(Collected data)
┌────────

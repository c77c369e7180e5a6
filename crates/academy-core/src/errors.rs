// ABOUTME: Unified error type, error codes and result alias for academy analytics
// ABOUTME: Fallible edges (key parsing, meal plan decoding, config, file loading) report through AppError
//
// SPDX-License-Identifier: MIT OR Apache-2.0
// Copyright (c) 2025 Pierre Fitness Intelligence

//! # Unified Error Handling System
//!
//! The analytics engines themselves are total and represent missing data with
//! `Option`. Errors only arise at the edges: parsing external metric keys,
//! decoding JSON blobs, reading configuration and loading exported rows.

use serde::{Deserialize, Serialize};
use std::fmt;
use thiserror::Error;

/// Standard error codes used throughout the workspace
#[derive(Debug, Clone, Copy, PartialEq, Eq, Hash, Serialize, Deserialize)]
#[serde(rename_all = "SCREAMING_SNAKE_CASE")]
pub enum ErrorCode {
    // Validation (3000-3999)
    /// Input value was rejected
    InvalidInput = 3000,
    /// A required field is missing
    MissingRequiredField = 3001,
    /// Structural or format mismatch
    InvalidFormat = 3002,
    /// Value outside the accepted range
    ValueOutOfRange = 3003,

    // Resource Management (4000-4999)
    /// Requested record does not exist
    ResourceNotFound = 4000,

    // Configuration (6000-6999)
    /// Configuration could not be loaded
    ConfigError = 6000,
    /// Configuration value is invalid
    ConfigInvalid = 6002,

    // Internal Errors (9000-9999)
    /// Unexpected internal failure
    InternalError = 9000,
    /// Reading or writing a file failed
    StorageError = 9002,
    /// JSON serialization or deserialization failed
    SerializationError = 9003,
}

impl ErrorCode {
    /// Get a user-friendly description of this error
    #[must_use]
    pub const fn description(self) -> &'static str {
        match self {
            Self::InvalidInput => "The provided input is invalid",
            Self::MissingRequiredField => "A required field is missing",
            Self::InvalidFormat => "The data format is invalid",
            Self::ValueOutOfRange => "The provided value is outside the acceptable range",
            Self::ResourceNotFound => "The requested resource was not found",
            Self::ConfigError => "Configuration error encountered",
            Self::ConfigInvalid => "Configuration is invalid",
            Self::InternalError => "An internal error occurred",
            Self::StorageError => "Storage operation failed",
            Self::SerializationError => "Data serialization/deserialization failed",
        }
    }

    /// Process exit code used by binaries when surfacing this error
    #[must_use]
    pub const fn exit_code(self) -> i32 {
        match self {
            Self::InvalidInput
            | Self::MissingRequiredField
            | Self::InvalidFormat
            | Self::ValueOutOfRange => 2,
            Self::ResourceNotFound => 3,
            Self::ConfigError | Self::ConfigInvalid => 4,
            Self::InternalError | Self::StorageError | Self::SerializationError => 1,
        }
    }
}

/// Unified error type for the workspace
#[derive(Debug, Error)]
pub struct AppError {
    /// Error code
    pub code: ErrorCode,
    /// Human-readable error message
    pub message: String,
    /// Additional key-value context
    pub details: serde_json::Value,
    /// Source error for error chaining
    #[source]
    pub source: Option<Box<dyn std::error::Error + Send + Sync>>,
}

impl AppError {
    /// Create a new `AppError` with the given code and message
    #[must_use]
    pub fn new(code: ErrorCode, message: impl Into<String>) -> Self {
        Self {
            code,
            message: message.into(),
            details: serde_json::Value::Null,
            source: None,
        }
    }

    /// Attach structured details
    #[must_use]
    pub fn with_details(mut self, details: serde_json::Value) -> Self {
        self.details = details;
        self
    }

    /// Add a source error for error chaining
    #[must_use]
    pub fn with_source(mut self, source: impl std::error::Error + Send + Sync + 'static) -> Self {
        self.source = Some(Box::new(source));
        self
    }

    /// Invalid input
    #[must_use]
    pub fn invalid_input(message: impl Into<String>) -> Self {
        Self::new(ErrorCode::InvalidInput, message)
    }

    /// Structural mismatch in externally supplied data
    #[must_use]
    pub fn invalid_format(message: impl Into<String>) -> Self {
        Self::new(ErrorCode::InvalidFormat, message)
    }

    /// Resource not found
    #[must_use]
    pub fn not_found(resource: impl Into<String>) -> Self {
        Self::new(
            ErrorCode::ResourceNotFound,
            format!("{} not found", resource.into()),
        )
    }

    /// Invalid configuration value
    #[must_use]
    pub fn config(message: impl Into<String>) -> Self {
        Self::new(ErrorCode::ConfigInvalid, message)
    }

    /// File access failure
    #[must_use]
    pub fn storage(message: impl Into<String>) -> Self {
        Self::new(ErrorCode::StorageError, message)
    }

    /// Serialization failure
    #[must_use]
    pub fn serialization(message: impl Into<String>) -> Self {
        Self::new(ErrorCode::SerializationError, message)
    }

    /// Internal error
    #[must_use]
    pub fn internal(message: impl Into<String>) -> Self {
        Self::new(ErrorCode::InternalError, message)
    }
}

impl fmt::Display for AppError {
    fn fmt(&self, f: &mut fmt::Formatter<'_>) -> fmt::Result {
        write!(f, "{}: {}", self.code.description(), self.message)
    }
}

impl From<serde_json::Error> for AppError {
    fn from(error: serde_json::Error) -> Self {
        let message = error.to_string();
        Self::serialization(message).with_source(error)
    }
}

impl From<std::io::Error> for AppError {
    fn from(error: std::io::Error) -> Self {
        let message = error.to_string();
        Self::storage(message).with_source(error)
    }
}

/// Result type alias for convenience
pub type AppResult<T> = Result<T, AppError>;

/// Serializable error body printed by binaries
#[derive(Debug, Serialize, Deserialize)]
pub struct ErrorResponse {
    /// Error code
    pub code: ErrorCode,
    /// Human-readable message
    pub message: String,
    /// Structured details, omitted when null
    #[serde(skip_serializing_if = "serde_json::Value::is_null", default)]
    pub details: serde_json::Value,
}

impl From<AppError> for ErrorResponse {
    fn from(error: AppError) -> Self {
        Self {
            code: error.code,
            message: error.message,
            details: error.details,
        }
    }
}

└────────
┌────────

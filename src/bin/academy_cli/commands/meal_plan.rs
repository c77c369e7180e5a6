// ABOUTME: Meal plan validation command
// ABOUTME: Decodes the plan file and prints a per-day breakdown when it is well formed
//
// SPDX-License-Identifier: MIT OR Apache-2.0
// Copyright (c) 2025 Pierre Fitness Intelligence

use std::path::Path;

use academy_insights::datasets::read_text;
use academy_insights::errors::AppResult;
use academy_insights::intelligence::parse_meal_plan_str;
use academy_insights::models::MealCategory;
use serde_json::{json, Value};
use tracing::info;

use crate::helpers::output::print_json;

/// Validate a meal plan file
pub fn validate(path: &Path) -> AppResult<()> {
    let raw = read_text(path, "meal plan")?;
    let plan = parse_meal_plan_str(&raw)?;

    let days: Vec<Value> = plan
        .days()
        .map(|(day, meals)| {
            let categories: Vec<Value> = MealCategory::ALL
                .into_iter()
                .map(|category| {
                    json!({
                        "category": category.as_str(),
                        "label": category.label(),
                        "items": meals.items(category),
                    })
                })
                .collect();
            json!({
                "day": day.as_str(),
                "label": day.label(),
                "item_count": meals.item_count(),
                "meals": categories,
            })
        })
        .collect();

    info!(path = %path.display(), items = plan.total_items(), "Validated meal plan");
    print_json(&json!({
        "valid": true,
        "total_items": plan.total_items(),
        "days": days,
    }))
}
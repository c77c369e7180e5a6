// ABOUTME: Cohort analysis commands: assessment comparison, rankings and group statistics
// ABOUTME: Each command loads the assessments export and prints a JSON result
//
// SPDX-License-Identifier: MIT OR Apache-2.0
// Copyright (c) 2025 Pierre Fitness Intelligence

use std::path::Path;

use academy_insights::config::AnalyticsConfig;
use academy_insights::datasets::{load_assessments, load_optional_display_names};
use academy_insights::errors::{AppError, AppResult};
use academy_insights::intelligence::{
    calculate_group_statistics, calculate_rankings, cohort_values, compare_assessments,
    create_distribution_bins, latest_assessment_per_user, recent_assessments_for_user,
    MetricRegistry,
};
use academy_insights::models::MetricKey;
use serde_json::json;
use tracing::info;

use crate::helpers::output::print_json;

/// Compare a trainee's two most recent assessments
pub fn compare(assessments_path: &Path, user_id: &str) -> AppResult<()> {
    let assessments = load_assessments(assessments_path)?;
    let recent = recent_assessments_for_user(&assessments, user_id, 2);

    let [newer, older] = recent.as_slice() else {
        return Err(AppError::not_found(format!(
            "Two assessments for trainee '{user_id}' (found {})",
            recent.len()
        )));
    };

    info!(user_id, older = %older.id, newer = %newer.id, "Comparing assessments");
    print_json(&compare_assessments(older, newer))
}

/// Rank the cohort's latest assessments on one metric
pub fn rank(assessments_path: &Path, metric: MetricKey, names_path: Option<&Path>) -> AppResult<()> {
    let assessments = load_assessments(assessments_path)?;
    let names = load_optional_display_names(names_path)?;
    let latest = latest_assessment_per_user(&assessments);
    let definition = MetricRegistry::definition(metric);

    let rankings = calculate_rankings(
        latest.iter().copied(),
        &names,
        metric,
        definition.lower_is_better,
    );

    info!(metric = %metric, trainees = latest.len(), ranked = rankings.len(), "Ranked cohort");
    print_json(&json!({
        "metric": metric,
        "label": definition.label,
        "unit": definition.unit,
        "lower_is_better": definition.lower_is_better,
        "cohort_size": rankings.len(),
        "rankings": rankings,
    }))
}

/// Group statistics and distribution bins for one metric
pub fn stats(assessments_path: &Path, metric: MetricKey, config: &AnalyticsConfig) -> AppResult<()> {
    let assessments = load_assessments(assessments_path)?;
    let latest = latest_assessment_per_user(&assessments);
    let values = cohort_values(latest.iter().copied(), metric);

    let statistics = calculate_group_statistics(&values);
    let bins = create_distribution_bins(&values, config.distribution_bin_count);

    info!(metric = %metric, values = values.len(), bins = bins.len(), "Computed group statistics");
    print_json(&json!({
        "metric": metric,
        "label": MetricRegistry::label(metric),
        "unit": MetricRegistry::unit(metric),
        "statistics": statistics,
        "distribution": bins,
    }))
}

└────────
┌────────

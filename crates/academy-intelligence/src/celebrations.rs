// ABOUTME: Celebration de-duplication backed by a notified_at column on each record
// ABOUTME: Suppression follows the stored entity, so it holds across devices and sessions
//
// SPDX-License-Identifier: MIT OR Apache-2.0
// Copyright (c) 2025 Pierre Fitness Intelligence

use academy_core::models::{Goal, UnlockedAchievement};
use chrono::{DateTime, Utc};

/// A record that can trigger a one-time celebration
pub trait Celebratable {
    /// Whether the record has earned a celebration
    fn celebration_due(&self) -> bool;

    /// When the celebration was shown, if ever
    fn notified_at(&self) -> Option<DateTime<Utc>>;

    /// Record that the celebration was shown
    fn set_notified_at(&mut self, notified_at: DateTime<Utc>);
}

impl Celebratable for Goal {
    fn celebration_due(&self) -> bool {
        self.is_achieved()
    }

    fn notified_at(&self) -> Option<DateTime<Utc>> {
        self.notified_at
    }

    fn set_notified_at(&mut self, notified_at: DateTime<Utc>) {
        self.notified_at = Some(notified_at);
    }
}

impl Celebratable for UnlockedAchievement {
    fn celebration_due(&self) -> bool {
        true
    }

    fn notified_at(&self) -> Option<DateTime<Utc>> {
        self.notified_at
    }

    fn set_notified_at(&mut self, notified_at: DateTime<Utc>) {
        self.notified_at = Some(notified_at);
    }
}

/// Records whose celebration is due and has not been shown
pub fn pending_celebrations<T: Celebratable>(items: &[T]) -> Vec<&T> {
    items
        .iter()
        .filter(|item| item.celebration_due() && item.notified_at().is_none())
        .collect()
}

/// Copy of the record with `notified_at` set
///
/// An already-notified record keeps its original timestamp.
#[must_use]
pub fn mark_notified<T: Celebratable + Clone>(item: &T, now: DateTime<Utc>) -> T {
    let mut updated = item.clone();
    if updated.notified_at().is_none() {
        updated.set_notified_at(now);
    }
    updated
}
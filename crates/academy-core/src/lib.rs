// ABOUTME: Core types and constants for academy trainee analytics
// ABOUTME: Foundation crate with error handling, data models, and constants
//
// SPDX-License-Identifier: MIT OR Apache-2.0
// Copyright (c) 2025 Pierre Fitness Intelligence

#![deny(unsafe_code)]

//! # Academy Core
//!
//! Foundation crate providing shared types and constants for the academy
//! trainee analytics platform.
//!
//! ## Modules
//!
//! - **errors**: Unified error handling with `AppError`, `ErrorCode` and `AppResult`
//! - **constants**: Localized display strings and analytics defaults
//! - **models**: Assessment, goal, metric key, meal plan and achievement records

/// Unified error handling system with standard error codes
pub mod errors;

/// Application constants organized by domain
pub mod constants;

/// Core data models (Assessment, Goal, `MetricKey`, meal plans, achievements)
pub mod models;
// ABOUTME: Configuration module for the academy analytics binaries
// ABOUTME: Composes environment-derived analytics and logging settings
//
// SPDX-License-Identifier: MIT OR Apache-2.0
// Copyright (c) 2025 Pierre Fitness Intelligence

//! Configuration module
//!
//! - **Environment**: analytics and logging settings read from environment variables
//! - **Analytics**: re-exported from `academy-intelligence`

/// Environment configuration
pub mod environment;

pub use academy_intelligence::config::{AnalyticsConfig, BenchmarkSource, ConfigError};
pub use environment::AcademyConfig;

└────────

Your objective: In the records above, locate the lines holding the word "ErrorResponse". Copy each of them.

The answer:
pub struct ErrorResponse {
impl From<AppError> for ErrorResponse {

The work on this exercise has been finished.